Estate planning in California after the death of a spouse or divorce can be a difficult and emotional process. Understand the unique circumstances that arise in these situations and take the necessary steps to ensure that your assets are protected and distributed according to your wishes.
Divorcing and estate planning
When a couple gets divorced, their estate planning documents often need to be updated to reflect the change in their relationship status. This is especially important if a will or trust names the former spouse as a beneficiary or executor. In many cases, a divorce decree automatically revokes any gifts or bequests to a former spouse. Still, it is important to double-check and make any necessary updates to ensure that your wishes are respected.
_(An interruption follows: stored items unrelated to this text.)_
use crate::sequence::{Completion, Sequenced};
use crate::validation::validate_url;
use anyhow::Context;
use std::path::{Path, PathBuf};
use std::sync::Arc;
use tokio::sync::RwLock;
use topicscope_gateway::{Backend, GatewayError};
use topicscope_types::{Identity, PredictionResult};

/// Lifecycle of a single-URL prediction.
///
/// Exactly one of result/error can be present, and only after submission.
#[derive(Debug, Clone, PartialEq, Default)]
pub enum PredictionState {
    #[default]
    Idle,
    Submitting {
        url: String,
    },
    Succeeded {
        url: String,
        result: PredictionResult,
    },
    Failed {
        url: String,
        error: GatewayError,
    },
}

impl PredictionState {
    pub fn url(&self) -> Option<&str> {
        match self {
            Self::Idle => None,
            Self::Submitting { url } | Self::Succeeded { url, .. } | Self::Failed { url, .. } => {
                Some(url)
            }
        }
    }

    pub fn result(&self) -> Option<&PredictionResult> {
        match self {
            Self::Succeeded { result, .. } => Some(result),
            _ => None,
        }
    }

    pub fn error(&self) -> Option<&GatewayError> {
        match self {
            Self::Failed { error, .. } => Some(error),
            _ => None,
        }
    }

    pub fn is_submitting(&self) -> bool {
        matches!(self, Self::Submitting { .. })
    }
}

/// Drives single-URL predictions for one identity.
///
/// A newer `submit` supersedes any request still in flight: the older
/// response is discarded when it arrives.
pub struct PredictionSession {
    backend: Arc<dyn Backend>,
    identity: Identity,
    inner: RwLock<Sequenced<PredictionState>>,
}

impl PredictionSession {
    pub fn new(backend: Arc<dyn Backend>, identity: Identity) -> Self {
        Self {
            backend,
            identity,
            inner: RwLock::new(Sequenced::new(PredictionState::Idle)),
        }
    }

    pub async fn state(&self) -> PredictionState {
        self.inner.read().await.state().clone()
    }

    /// Predict the topic of `url`.
    ///
    /// Empty or implausible URLs fail locally without a network call.
    pub async fn submit(&self, url: &str) -> Completion<Result<PredictionResult, GatewayError>> {
        let url = match validate_url(url) {
            Ok(url) => url,
            Err(error) => {
                tracing::debug!("Rejected prediction input locally: {}", error);
                self.inner.write().await.reset(PredictionState::Failed {
                    url: url.to_string(),
                    error: error.clone(),
                });
                return Completion::Applied(Err(error));
            }
        };

        let ticket = self
            .inner
            .write()
            .await
            .begin(PredictionState::Submitting { url: url.clone() });
        tracing::debug!("Submitting prediction #{} for {}", ticket, url);

        let outcome = self.backend.predict(&url, Some(&self.identity)).await;

        let next = match &outcome {
            Ok(result) => PredictionState::Succeeded {
                url: url.clone(),
                result: result.clone(),
            },
            Err(error) => PredictionState::Failed {
                url: url.clone(),
                error: error.clone(),
            },
        };

        if self.inner.write().await.settle(ticket, next) {
            if let Ok(result) = &outcome {
                tracing::info!(
                    "Predicted '{}' for {} (cached: {})",
                    result.topic,
                    url,
                    result.from_cache
                );
            }
            Completion::Applied(outcome)
        } else {
            tracing::debug!("Discarding superseded prediction #{} for {}", ticket, url);
            Completion::Superseded
        }
    }

    /// Back to `Idle` with no url, result or error
    pub async fn clear(&self) {
        self.inner.write().await.reset(PredictionState::Idle);
    }

    /// Have the backend save the content behind the current URL and write the
    /// downloaded copy into `dir`. A missing or invalid URL fails locally.
    pub async fn save_content(&self, dir: &Path) -> anyhow::Result<PathBuf> {
        // A locally rejected submit leaves its raw input in state
        let state = self.state().await;
        let url = validate_url(state.url().unwrap_or_default())?;

        let saved = self
            .backend
            .save_content(&url, Some(&self.identity))
            .await?;

        // The backend flattens the URL into a filename; keep only the last
        // component regardless
        let filename = Path::new(&saved.filename)
            .file_name()
            .map(|name| name.to_os_string())
            .unwrap_or_else(|| "content.txt".into());
        let target = dir.join(filename);

        tokio::fs::create_dir_all(dir)
            .await
            .with_context(|| format!("Failed to create {}", dir.display()))?;
        tokio::fs::write(&target, &saved.bytes)
            .await
            .with_context(|| format!("Failed to write {}", target.display()))?;

        tracing::info!("Saved content for {} to {}", url, target.display());
        Ok(target)
    }
}
use serde::{Deserialize, Serialize};
use std::fmt;

/// Anonymous per-installation token that scopes history and analytics.
///
/// Opaque to everything except the identity provider that mints it.
#[derive(Debug, Clone, PartialEq, Eq, Hash, Serialize, Deserialize)]
#[serde(transparent)]
pub struct Identity(String);

impl Identity {
    /// Mint a new random identity (UUID v4, 122 random bits)
    pub fn generate() -> Self {
        Self(uuid::Uuid::new_v4().to_string())
    }

    pub fn as_str(&self) -> &str {
        &self.0
    }

    pub fn into_inner(self) -> String {
        self.0
    }
}

impl From<String> for Identity {
    fn from(value: String) -> Self {
        Self(value)
    }
}

impl From<&str> for Identity {
    fn from(value: &str) -> Self {
        Self(value.to_string())
    }
}

impl fmt::Display for Identity {
    fn fmt(&self, f: &mut fmt::Formatter<'_>) -> fmt::Result {
        f.write_str(&self.0)
    }
}
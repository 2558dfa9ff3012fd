mod client;
mod wire;

pub use client::{HttpBackend, HttpBackendBuilder};
use crate::sequence::{Completion, Sequenced};
use std::sync::Arc;
use tokio::sync::RwLock;
use topicscope_gateway::{Backend, BatchResponse, GatewayError};
use topicscope_types::{BatchResultItem, Identity, TopicGroups, UploadFile};

/// One batch response together with the grouping derived from it.
///
/// Built in one step so the grouping can never belong to another response.
#[derive(Debug, Clone, PartialEq)]
pub struct BatchOutput {
    pub file_name: String,
    pub items: Vec<BatchResultItem>,
    pub groups: TopicGroups,
    pub batch_id: Option<String>,
}

impl BatchOutput {
    pub fn new(file_name: impl Into<String>, response: BatchResponse) -> Self {
        let groups = TopicGroups::from_items(&response.results);
        Self {
            file_name: file_name.into(),
            items: response.results,
            groups,
            batch_id: response.batch_id,
        }
    }

    pub fn cache_hits(&self) -> usize {
        self.items.iter().filter(|item| item.from_cache).count()
    }

    pub fn failures(&self) -> usize {
        self.items.iter().filter(|item| item.error().is_some()).count()
    }
}

#[derive(Debug, Clone, PartialEq, Default)]
pub enum BatchState {
    #[default]
    Idle,
    Submitting {
        file_name: String,
    },
    Succeeded(BatchOutput),
    Failed {
        file_name: String,
        error: GatewayError,
    },
}

impl BatchState {
    pub fn output(&self) -> Option<&BatchOutput> {
        match self {
            Self::Succeeded(output) => Some(output),
            _ => None,
        }
    }

    pub fn error(&self) -> Option<&GatewayError> {
        match self {
            Self::Failed { error, .. } => Some(error),
            _ => None,
        }
    }

    pub fn is_submitting(&self) -> bool {
        matches!(self, Self::Submitting { .. })
    }
}

/// Drives multi-URL predictions from an uploaded text file
pub struct BatchSession {
    backend: Arc<dyn Backend>,
    identity: Identity,
    inner: RwLock<Sequenced<BatchState>>,
}

impl BatchSession {
    pub fn new(backend: Arc<dyn Backend>, identity: Identity) -> Self {
        Self {
            backend,
            identity,
            inner: RwLock::new(Sequenced::new(BatchState::Idle)),
        }
    }

    /// Only plain-text files are accepted
    pub fn validate_file(file: &UploadFile) -> Result<(), GatewayError> {
        if file.is_plain_text() {
            Ok(())
        } else {
            Err(GatewayError::validation(format!(
                "Please upload a text file (.txt), got {}",
                file.mime_type
            )))
        }
    }

    pub async fn state(&self) -> BatchState {
        self.inner.read().await.state().clone()
    }

    pub async fn submit(&self, file: UploadFile) -> Completion<Result<BatchOutput, GatewayError>> {
        if let Err(error) = Self::validate_file(&file) {
            tracing::debug!("Rejected batch file {} locally: {}", file.name, error);
            self.inner.write().await.reset(BatchState::Failed {
                file_name: file.name,
                error: error.clone(),
            });
            return Completion::Applied(Err(error));
        }

        let ticket = self.inner.write().await.begin(BatchState::Submitting {
            file_name: file.name.clone(),
        });
        tracing::debug!(
            "Submitting batch #{} from {} ({} lines)",
            ticket,
            file.name,
            file.url_lines().len()
        );

        let outcome = self
            .backend
            .batch_predict(&file, Some(&self.identity))
            .await
            .map(|response| BatchOutput::new(file.name.clone(), response));

        let next = match &outcome {
            Ok(output) => BatchState::Succeeded(output.clone()),
            Err(error) => BatchState::Failed {
                file_name: file.name.clone(),
                error: error.clone(),
            },
        };

        if self.inner.write().await.settle(ticket, next) {
            if let Ok(output) = &outcome {
                tracing::info!(
                    "Batch {} finished: {} items, {} topics, {} failures",
                    file.name,
                    output.items.len(),
                    output.groups.len(),
                    output.failures()
                );
            }
            Completion::Applied(outcome)
        } else {
            tracing::debug!("Discarding superseded batch #{}", ticket);
            Completion::Superseded
        }
    }

    pub async fn clear(&self) {
        self.inner.write().await.reset(BatchState::Idle);
    }
}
Divorce may also impact retirement accounts and life insurance policies, so review these assets and make any necessary changes.
When a spouse dies
When a spouse dies, their estate planning documents will dictate the distribution of their assets. If the deceased spouse had a will or trust, the assets would typically be distributed according to the terms of those documents. However, suppose there is no estate planning in place. In that case, the assets’ distribution will be according to the laws of intestacy, which may not align with the surviving spouse’s wishes. Creating a new estate plan may be necessary to ensure that the surviving spouse’s assets are protected and distributed according to their wishes.
Major life events and estate planning
Estate planning after a significant life event, such as a divorce or the death of a spouse, is a heavy task. Work to protect your assets and have their distribution in accordance with your instructions. This may involve updating existing estate planning documents, creating new documents or making changes to beneficiary designations on accounts such as retirement accounts and life insurance policies.